1°   La redevance communale.

Celle-ci couvre une rétribution que la Ville perçoit d’une personne ou d’une institution, selon un tarif déterminé par elle, en contrepartie d’un service rendu,

  • lorsque celui-ci a été demandé (enlèvement d’un nid de guêpe dangereux par le Service d’Incendie, …),
  • que celui-ci n’ait pas été demandé (intervention du personnel communal pour remédier à une situation dangereuse, …).

Son règlement fait l’objet d’une délibération du Conseil Communal tandis que son application fait l'objet d'une délibération du Collège Communal qui a en charge la gestion de la Ville.

La redevance est payable dans les huit jours, délai après lequel elle sera exécutable par le Directeur Financier de la Ville (anciennement Receveur communal), c'est-à-dire qu'il sera fait appel à un Huissier de Justice pour procéder à son recouvrement.

Dans le cas de l’enlèvement d’un dépôt sauvage d’immondices, la redevance peut couvrir les frais du véhicule, du personnel, de l’acte d’enlèvement et des frais occasionnés par le transport et le traitement des déchets.

2° La taxe communale.

Celle-ci couvre une rétribution que la Ville perçoit d’une personne ou d’une institution, selon un tarif déterminé par elle, en contrepartie d’un service rendu, lorsque celui-ci n’a pas été demandé (enlèvement d’un dépôt sauvage d’immondices, …).

Son règlement fait l’objet d’une délibération du Conseil Communal tandis que son application fait l'objet d'une délibération du Collège Communal qui a en charge la gestion de la Ville.

Dans le cas de l’enlèvement d’un dépôt sauvage d’immondices, la redevance peut couvrir les frais du véhicule, du personnel, de l’acte d’enlèvement et des frais occasionnés par le transport et le traitement des déchets.
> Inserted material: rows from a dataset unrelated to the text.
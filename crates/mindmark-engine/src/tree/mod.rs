//! Canonical markdown to mind-map tree.

pub mod layout;
pub mod markdown;

pub use layout::unwrap_paragraph_wrappers;
pub use markdown::MarkdownTreeTransformer;

use serde::Serialize;
use thiserror::Error;

/// One node of the visualization tree. `content` is inline HTML.
#[derive(Debug, Clone, PartialEq, Eq, Default, Serialize)]
pub struct TreeNode {
    pub content: String,
    pub depth: usize,
    pub children: Vec<TreeNode>,
}

impl TreeNode {
    pub fn new(content: impl Into<String>) -> Self {
        Self {
            content: content.into(),
            ..Self::default()
        }
    }

    /// Recomputes `depth` for this node and all descendants.
    pub fn assign_depths(&mut self, depth: usize) {
        self.depth = depth;
        for child in &mut self.children {
            child.assign_depths(depth + 1);
        }
    }

    /// Depth-first iterator over this node and its descendants.
    pub fn iter(&self) -> impl Iterator<Item = &TreeNode> {
        let mut stack = vec![self];
        std::iter::from_fn(move || {
            let node = stack.pop()?;
            stack.extend(node.children.iter().rev());
            Some(node)
        })
    }

    pub fn count(&self) -> usize {
        self.iter().count()
    }
}

#[derive(Debug, Error, PartialEq, Eq)]
pub enum TransformError {
    #[error("Markdown produced no renderable content")]
    Empty,
    #[error("Transform failed: {0}")]
    Failed(String),
}

/// Turns canonical markdown into the tree handed to the visualization.
pub trait TreeTransformer: Send + Sync {
    fn transform(&self, markdown: &str) -> Result<TreeNode, TransformError>;
}

#[cfg(test)]
mod tests {
    use super::*;

    #[test]
    fn iter_is_depth_first_preorder() {
        let mut root = TreeNode::new("root");
        let mut a = TreeNode::new("a");
        a.children.push(TreeNode::new("a1"));
        root.children.push(a);
        root.children.push(TreeNode::new("b"));

        let order: Vec<_> = root.iter().map(|n| n.content.as_str()).collect();
        assert_eq!(order, ["root", "a", "a1", "b"]);
        assert_eq!(root.count(), 4);
    }

    #[test]
    fn assign_depths_walks_children() {
        let mut root = TreeNode::new("root");
        let mut a = TreeNode::new("a");
        a.children.push(TreeNode::new("a1"));
        root.children.push(a);
        root.assign_depths(0);
        assert_eq!(root.children[0].children[0].depth, 2);
    }
}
La taxe est payable au comptant et dans les deux mois si enrôlement, délai après lequel elle sera exécutable par le Directeur Financier de la Ville (anciennement Receveur communal), c'est-à-dire qu'il sera fait appel à un Huissier de Justice pour procéder à son recouvrement.

3°   L’amende administrative.

Elle sanctionne un manquement à l’Ordonnance générale de Police communale, dans les limites fixées par le Conseil Communal.

Elle peut être infligée par le Procureur du Roi (Parquet) ou par un Fonctionnaire Sanctionnateur (communal, provincial ou régional).

Sauf si introduction d’un recours, un mois après son infliction cette amende sera exécutable par le Directeur Financier de la Ville (anciennement Receveur communal), c'est-à-dire qu'il sera fait appel à un Huissier de Justice pour procéder à son recouvrement.

Leurs objets étant différents, il est bien entendu que le paiement de l’une n’exonère pas du paiement de l’autre.